If you are a regular concert goer you might notice that now days many people in the audience wear very discreet earplugs. This simple measure means that they can still enjoy going to concerts — experiencing all of the excitement of the music and live performance — simply popping out their earplugs on the way out leaving their hearing still more or less as it should be.
There is something you can do
In fact, it’s not just concert goers that use earplugs nowadays. Although they might be shy to admit it, many band members protect their hearing through the use of discreet earplugs. Which if you think about it is very sensible particularly as they rely on being able to hear and play music in order to make their living.
Whilst it may be tempting to go and sit or stand at the very front of the venue, it also means that you’re right next to the speakers. And frankly giving up the pleasure of the close proximity to the stars or experiencing the thrilling crush of the crowd is probably worth the benefit of keeping your hearing as it should be for a lot longer. And anyway, standing a little way back to means that not only that will you have more room to move, but you’ll also have substantially less noise going in your ears.
But you can guarantee that you’ll still be to hear the band — that’s for sure.
In all of that, while it’s not unknown, it’s fairly rare for people to have permanent hearing damage through just attending concerts. In fact for most people, it would normally take greatly extended exposure to loud noises to cause permanent damage of this type.

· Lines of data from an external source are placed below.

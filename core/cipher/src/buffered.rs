//! Streaming block accumulator.
//!
//! `BlockBuffer` collects arbitrarily sized input and releases it in whole
//! blocks to a per-block transform. A configurable reserve keeps trailing
//! blocks buffered until the flush, which is how a decryptor holds back the
//! final ciphertext block for unpadding.

use crate::buffer::WordBuffer;
use crate::encoding;

/// Accumulate/emit engine underlying the cipher state machines.
#[derive(Debug, Clone, Default)]
pub struct BlockBuffer {
    data: WordBuffer,
    bytes_seen: usize,
    block_size: usize,
    min_buffered_blocks: usize,
}

impl BlockBuffer {
    /// Create a buffer for blocks of `block_size_words` words.
    pub fn new(block_size_words: usize) -> Self {
        Self {
            data: WordBuffer::new(),
            bytes_seen: 0,
            block_size: block_size_words,
            min_buffered_blocks: 0,
        }
    }

    /// Discard buffered data and the total-bytes counter.
    ///
    /// The block reserve is configuration, not data, and survives a reset.
    pub fn reset(&mut self) {
        self.data = WordBuffer::new();
        self.bytes_seen = 0;
    }

    /// Number of whole blocks to keep buffered outside a flush.
    pub fn set_min_buffered_blocks(&mut self, blocks: usize) {
        self.min_buffered_blocks = blocks;
    }

    /// Bytes currently buffered and not yet emitted.
    pub fn buffered_bytes(&self) -> usize {
        self.data.len()
    }

    /// Total bytes appended over the session's lifetime.
    pub fn bytes_seen(&self) -> usize {
        self.bytes_seen
    }

    /// Append raw data.
    pub fn append(&mut self, data: &WordBuffer) {
        self.data.concat(data);
        self.bytes_seen += data.len();
    }

    /// Append UTF-8 text.
    pub fn append_text(&mut self, text: &str) {
        self.append(&encoding::from_utf8(text));
    }

    pub(crate) fn data_mut(&mut self) -> &mut WordBuffer {
        &mut self.data
    }

    /// Run `per_block` over every ready block and drain the consumed words.
    ///
    /// Outside a flush, ready blocks are the buffered whole blocks minus the
    /// reserve. Under a flush, a trailing partial block is zero-extended and
    /// processed too.
    pub fn process<F>(&mut self, flush: bool, mut per_block: F) -> WordBuffer
    where
        F: FnMut(&mut [u32], usize),
    {
        let block_size_bytes = self.block_size * 4;
        let buffered = self.data.len();

        let blocks_ready = if flush {
            buffered.div_ceil(block_size_bytes)
        } else {
            (buffered / block_size_bytes).saturating_sub(self.min_buffered_blocks)
        };
        let words_ready = blocks_ready * self.block_size;
        let bytes_ready = (words_ready * 4).min(buffered);

        if words_ready == 0 {
            return WordBuffer::new();
        }

        self.data.extend_words_to(words_ready);
        for offset in (0..words_ready).step_by(self.block_size) {
            per_block(self.data.words_mut(), offset);
        }
        self.data.drain_words(words_ready, bytes_ready)
    }
}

However there is one place where historically hearing damage has been a much more frequent occurrence …
The Working Environment
In actual fact, you are more likely to receive permanent hearing damage through being subjected to loud noises at work than you are at concerts. This is because work-related noise is experienced every working day — not just one evening every couple of months.
How loud is loud
A question that people will ask is “how loud is too loud?” Well, as a simple guide, if you’re a metre away from somebody and have to raise your voice or shout in order for that person to hear you, then your environment is too noisy for the good health of your ears. And it’s a medical fact that prolonged exposure to noise louder than 110 dB’s will damage your hearing —and without a doubt, most concerts and many clubs are louder than that.
Just to put things into perspective. Not many of us would enjoy listening to a lawnmower for 3 hours — besides being totally boring as well as noisy, a lawnmower is not actually as loud as the average concert. Whereas in a gig, the noise levels will often be in excess of 110dB’s, the average lawnmower produces only about 85 dB’s. And most government guidelines recommend that we don’t expose ourselves to noises louder than that.